A few years ago, I was asked some questions on leadership by a graduating university student for a paper he was writing. I thought sharing what I shared with him might be helpful to you. No matter what you do or how old you are, increasing your leadership competency is always good. Everyone is a leader to some degree. I tried to think outside of the box on some of these questions. My responses to his five questions follow.

As we explore leadership, remember there is no perfect leader or type of leader. Every leader is different, developing as they lead. I call it building the airplane while it’s flying. Leader Bob Ehrich says, "I don't know what leadership is. You can't touch it. You can't feel it. It's not tangible. But I do know this: You recognize it when you see it." Interesting. Now let’s explore some of the heart and art of leadership.     

What makes a good leader? John Maxwell says a good leader needs the convictions to keep focused, the creativity to keep relevant, the foundation to keep him/her solid, and the vision or faith to keep soaring. Also, an effective leader must be able to endure pain. One leader said it this way: “My level of leadership is based on my willingness to endure pain in making difficult decisions.” One pastor says every time your church attendance doubles, fifty percent of your staff can’t go with you. Whether in business or church leadership, people will come and go. Many can’t endure that kind of pain, yet effective leadership requires it.

How have you grown as a leader over your lifetime? I have come to understand timing. Timing is as important as what to do and where to go. You can have the best idea ever, but if it is released too soon or too late, the great idea will look like a bad idea. Alfred Sloan once said, “Success does not lie in your ability to adjust to change. Success lies in your ability to anticipate change.” In these dynamic changing times, success will be the reward of those who know the times, what to do, who to do it with, how to do it, and when to do it.

I have also come to understand the power of “why?” I used to give my leaders and members talks about "what, where and how." Here’s what we do. Here’s where we’re going. Here’s how we do it. All the time my leaders and congregation were thinking to themselves, "Why?" Why are we doing what we do? "What" is knowledge but "why" is understanding. Once those I led understood "why the what," they moved from information to revelation, with their attitude and production elevated. In today’s world clarity is a rarity. Understanding the "why" changes everything. Insight gives the best sight, especially when it’s on sight.  

How important is character in leadership? As someone once said, “Vision will grow a business, but character sustains it.” Character determines success. We live in an age where talent is valued over integrity and character. One of the biggest character issues I see in many leaders is using people for their own ego-driven ends without even getting to know the person. That’s called utilitarianism. Manipulating people is always wrong, - always. What people do is not who they are.

Another character issue is insecure leaders. A leader cannot lead people if he or she needs people. Leaders who need the adulation of people, who use people to feel good about themselves, disqualify themselves from objective decision making. Steve Jobs once said, “If you want to make everyone happy, don’t be a leader. Sell ice cream.”    

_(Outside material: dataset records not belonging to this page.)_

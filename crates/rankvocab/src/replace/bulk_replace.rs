//! # One-Shot Bulk Replacement

use crate::alloc::vec::Vec;
use crate::errors::RVResult;
use crate::replace::ReplacementTable;
use crate::types::LooseId;

/// Search-and-replace over an integer data array.
///
/// Each ``keys[i]`` maps 1:1 to ``values[i]``; every element of `data` is
/// replaced by the value paired with its exactly-matching key. A repeated
/// caller should prefer building a [`ReplacementTable`] once; this entry
/// point re-sorts the table per call.
///
/// ## Arguments
/// * `data` - the values to replace.
/// * `keys` - the keys to search for.
/// * `values` - the replacement values, aligned with `keys`.
/// * `skip_checks` - skip the coarse ``max(data) <= max(keys)`` sanity bound.
///
/// ## Returns
/// A new array of the same length as `data`; or an error if the key/value
/// lengths differ, the sanity bound fails, or any element of `data` has no
/// exact key match.
pub fn bulk_replace<L: LooseId>(
    data: &[L],
    keys: &[L],
    values: &[L],
    skip_checks: bool,
) -> RVResult<Vec<L>> {
    let table = ReplacementTable::try_new(keys.to_vec(), values.to_vec())?;
    if !skip_checks {
        table.check_data_bound(data)?;
    }
    table.replace(data)
}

What would be your advice to me as to how I can grow as a leader? I would say understanding there are paradoxes in leadership. A good leader knows what to do in the season in which he needs to do it. For example, knowing there are times when a leader must serve (Matt. 20:25-28) as well as times when a leader must rule. (I Tim. 5:17). A leader must be confident (Matt. 7:29) as well as humble. (James 4:10). A leader must be a man of action (Gospel of Mark) as well as a man of prayer. (Luke 18:1). A leader must have a strategy (Luke 14:28-32) as well as a willingness to submit to God’s will. (Acts 16:1-10). Knowing "when to be what" is effective leadership in action.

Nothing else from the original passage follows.